*WORK REQUEST*: In the records below, find the line containing "let Some(search) = self.search.as_mut()", then reproduce that line and every one after it to the end, exactly and alone.
────────────────
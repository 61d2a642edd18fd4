//! LDAP client: connect, bind and stream a paged search.

use crate::config::DirectoryConfig;
use crate::error::{DirectoryError, DirectoryResult};
use crate::stream::EntryStream;
use async_trait::async_trait;
use ldap3::adapters::{Adapter, EntriesOnly, PagedResults};
use ldap3::{Ldap, LdapConnAsync, LdapConnSettings, Scope, SearchEntry, SearchStream};
use ldapsync_types::{AttributeValue, DirectoryEntry};
use tracing::{debug, info, warn};

/// Result code the server returns for bad credentials.
const INVALID_CREDENTIALS: u32 = 49;

type PagedSearch = SearchStream<'static, String, Vec<String>>;

/// Outcome of a connectivity check against the directory.
#[derive(Debug, Clone, PartialEq, Eq)]
pub enum DirectoryStatus {
    /// Connected, bound, and the search base is readable.
    Connected,
    /// The server could not be reached.
    Unreachable { reason: String },
    /// The server rejected the bind.
    BindFailed { code: u32, message: String },
    /// Bound, but the search base could not be read.
    SearchFailed { reason: String },
}

impl DirectoryStatus {
    #[must_use]
    pub fn is_connected(&self) -> bool {
        matches!(self, Self::Connected)
    }
}

/// Client for one directory server.
#[derive(Debug, Clone)]
pub struct DirectoryClient {
    config: DirectoryConfig,
}

impl DirectoryClient {
    /// Creates a client after validating the configuration.
    pub fn new(config: DirectoryConfig) -> DirectoryResult<Self> {
        config.validate()?;
        Ok(Self { config })
    }

    #[must_use]
    pub fn config(&self) -> &DirectoryConfig {
        &self.config
    }

    /// Connects, binds and starts the paged search.
    ///
    /// The returned session must be closed with [`DirectorySession::close`].
    pub async fn open(&self) -> DirectoryResult<DirectorySession> {
        let mut ldap = self.connect().await?;

        let adapters: Vec<Box<dyn Adapter<'static, String, Vec<String>>>> = vec![
            Box::new(EntriesOnly::new()),
            Box::new(PagedResults::new(self.page_size()?)),
        ];

        debug!(
            base = %self.config.search_base,
            filter = %self.config.search_filter,
            page_size = self.config.page_size,
            "Starting paged search"
        );

        let search = ldap
            .with_timeout(self.config.timeout())
            .streaming_search_with(
                adapters,
                &self.config.search_base,
                Scope::Subtree,
                &self.config.search_filter,
                self.config.attributes.clone(),
            )
            .await;

        match search {
            Ok(search) => Ok(DirectorySession {
                ldap,
                url: self.config.url(),
                search: Some(search),
                attributes: self.config.attributes.clone(),
                received: 0,
                closed: false,
            }),
            Err(e) => {
                if let Err(unbind) = ldap.unbind().await {
                    warn!(error = %unbind, "Error during directory unbind");
                }
                Err(DirectoryError::search(e))
            }
        }
    }

    /// Checks that the server is reachable, accepts the bind, and can read
    /// the search base. Never streams results.
    pub async fn status(&self) -> DirectoryStatus {
        let mut ldap = match self.connect().await {
            Ok(ldap) => ldap,
            Err(DirectoryError::BindFailed { code, message, .. }) => {
                return DirectoryStatus::BindFailed { code, message };
            }
            Err(e) => {
                return DirectoryStatus::Unreachable {
                    reason: e.to_string(),
                };
            }
        };

        let probe = ldap
            .with_timeout(self.config.timeout())
            .search(&self.config.search_base, Scope::Base, "(objectClass=*)", vec!["1.1"])
            .await
            .and_then(|result| result.success());

        let status = match probe {
            Ok(_) => DirectoryStatus::Connected,
            Err(e) => DirectoryStatus::SearchFailed {
                reason: e.to_string(),
            },
        };

        if let Err(e) = ldap.unbind().await {
            warn!(error = %e, "Error during directory unbind");
        }
        status
    }

    fn page_size(&self) -> DirectoryResult<i32> {
        i32::try_from(self.config.page_size)
            .map_err(|_| DirectoryError::Config(format!("page size {} is out of range", self.config.page_size)))
    }

    /// Opens a connection and performs the simple bind.
    async fn connect(&self) -> DirectoryResult<Ldap> {
        let url = self.config.url();
        debug!(url = %url, "Connecting to directory server");

        let settings = LdapConnSettings::new().set_conn_timeout(self.config.timeout());
        let (conn, mut ldap) = LdapConnAsync::with_settings(settings, &url)
            .await
            .map_err(|e| DirectoryError::unavailable(&url, e))?;

        tokio::spawn(async move {
            if let Err(e) = conn.drive().await {
                warn!(error = %e, "Directory connection driver error");
            }
        });

        let bind_dn = &self.config.bind_dn;
        debug!(bind_dn = %bind_dn, "Performing directory bind");

        let result = ldap
            .with_timeout(self.config.timeout())
            .simple_bind(bind_dn, &self.config.bind_password)
            .await
            .map_err(|e| DirectoryError::unavailable(&url, e))?;

        if result.rc != 0 {
            if let Err(e) = ldap.unbind().await {
                debug!(error = %e, "Unbind after failed bind");
            }
            let message = if result.rc == INVALID_CREDENTIALS {
                "invalid credentials".to_string()
            } else {
                result.text
            };
            return Err(DirectoryError::BindFailed {
                bind_dn: bind_dn.clone(),
                code: result.rc,
                message,
            });
        }

        info!(url = %url, "Connected to directory server");
        Ok(ldap)
    }
}

/// A bound connection with a paged search in progress.
///
/// Yields entries through [`EntryStream`]. Call [`close`](Self::close) on
/// every path once done; a session dropped unclosed logs a warning and loses
/// the connection with its handle.
pub struct DirectorySession {
    ldap: Ldap,
    url: String,
    search: Option<PagedSearch>,
    attributes: Vec<String>,
    received: usize,
    closed: bool,
}

impl DirectorySession {
    /// Entries yielded so far.
    #[must_use]
    pub fn received(&self) -> usize {
        self.received
    }

    /// Abandons any unfinished search and unbinds.
    pub async fn close(mut self) -> DirectoryResult<()> {
        self.closed = true;
        self.search = None;
        debug!(received = self.received, "Closing directory session");
        self.ldap
            .unbind()
            .await
            .map_err(|e| DirectoryError::unbind(&self.url, e))
    }

    /// Keeps only the configured attributes, in configured order.
    fn to_entry(&self, raw: SearchEntry) -> DirectoryEntry {
        let SearchEntry {
            dn,
            mut attrs,
            mut bin_attrs,
        } = raw;
        let mut entry = DirectoryEntry::new(dn);

        for name in &self.attributes {
            let text_key = attrs.keys().find(|k| k.eq_ignore_ascii_case(name)).cloned();
            if let Some(values) = text_key.and_then(|k| attrs.remove(&k)) {
                entry.insert(name.clone(), AttributeValue::from_values(values));
                continue;
            }

            let bin_key = bin_attrs.keys().find(|k| k.eq_ignore_ascii_case(name)).cloned();
            if let Some(values) = bin_key.and_then(|k| bin_attrs.remove(&k)) {
                let values = values.iter().map(hex::encode).collect();
                entry.insert(name.clone(), AttributeValue::from_values(values));
            }
        }
        entry
    }
}

#[async_trait]
impl EntryStream for DirectorySession {
    async fn next_entry(&mut self) -> DirectoryResult<Option<DirectoryEntry>> {
        let Some(search) = self.search.as_mut() else {
            return Ok(None);
        };

        match search.next().await {
            Ok(Some(raw)) => {
                self.received += 1;
                Ok(Some(self.to_entry(SearchEntry::construct(raw))))
            }
            Ok(None) => {
                let outcome = search.finish().await;
                self.search = None;
                outcome.success().map_err(DirectoryError::search)?;
                info!(entries = self.received, "Directory search completed");
                Ok(None)
            }
            Err(e) => {
                self.search = None;
                Err(DirectoryError::search(e))
            }
        }
    }
}

impl Drop for DirectorySession {
    fn drop(&mut self) {
        if !self.closed {
            warn!(received = self.received, "Directory session dropped without close");
        }
    }
}

impl std::fmt::Debug for DirectorySession {
    fn fmt(&self, f: &mut std::fmt::Formatter<'_>) -> std::fmt::Result {
        f.debug_struct("DirectorySession")
            .field("url", &self.url)
            .field("attributes", &self.attributes)
            .field("received", &self.received)
            .field("searching", &self.search.is_some())
            .field("closed", &self.closed)
            .finish()
    }
}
────────────────
*YOUR SOLUTION*:
        let Some(search) = self.search.as_mut() else {
            return Ok(None);
        };

        match search.next().await {
            Ok(Some(raw)) => {
                self.received += 1;
                Ok(Some(self.to_entry(SearchEntry::construct(raw))))
            }
            Ok(None) => {
                let outcome = search.finish().await;
                self.search = None;
                outcome.success().map_err(DirectoryError::search)?;
                info!(entries = self.received, "Directory search completed");
                Ok(None)
            }
            Err(e) => {
                self.search = None;
                Err(DirectoryError::search(e))
            }
        }
    }
}

impl Drop for DirectorySession {
    fn drop(&mut self) {
        if !self.closed {
            warn!(received = self.received, "Directory session dropped without close");
        }
    }
}

impl std::fmt::Debug for DirectorySession {
    fn fmt(&self, f: &mut std::fmt::Formatter<'_>) -> std::fmt::Result {
        f.debug_struct("DirectorySession")
            .field("url", &self.url)
            .field("attributes", &self.attributes)
            .field("received", &self.received)
            .field("searching", &self.search.is_some())
            .field("closed", &self.closed)
            .finish()
    }
}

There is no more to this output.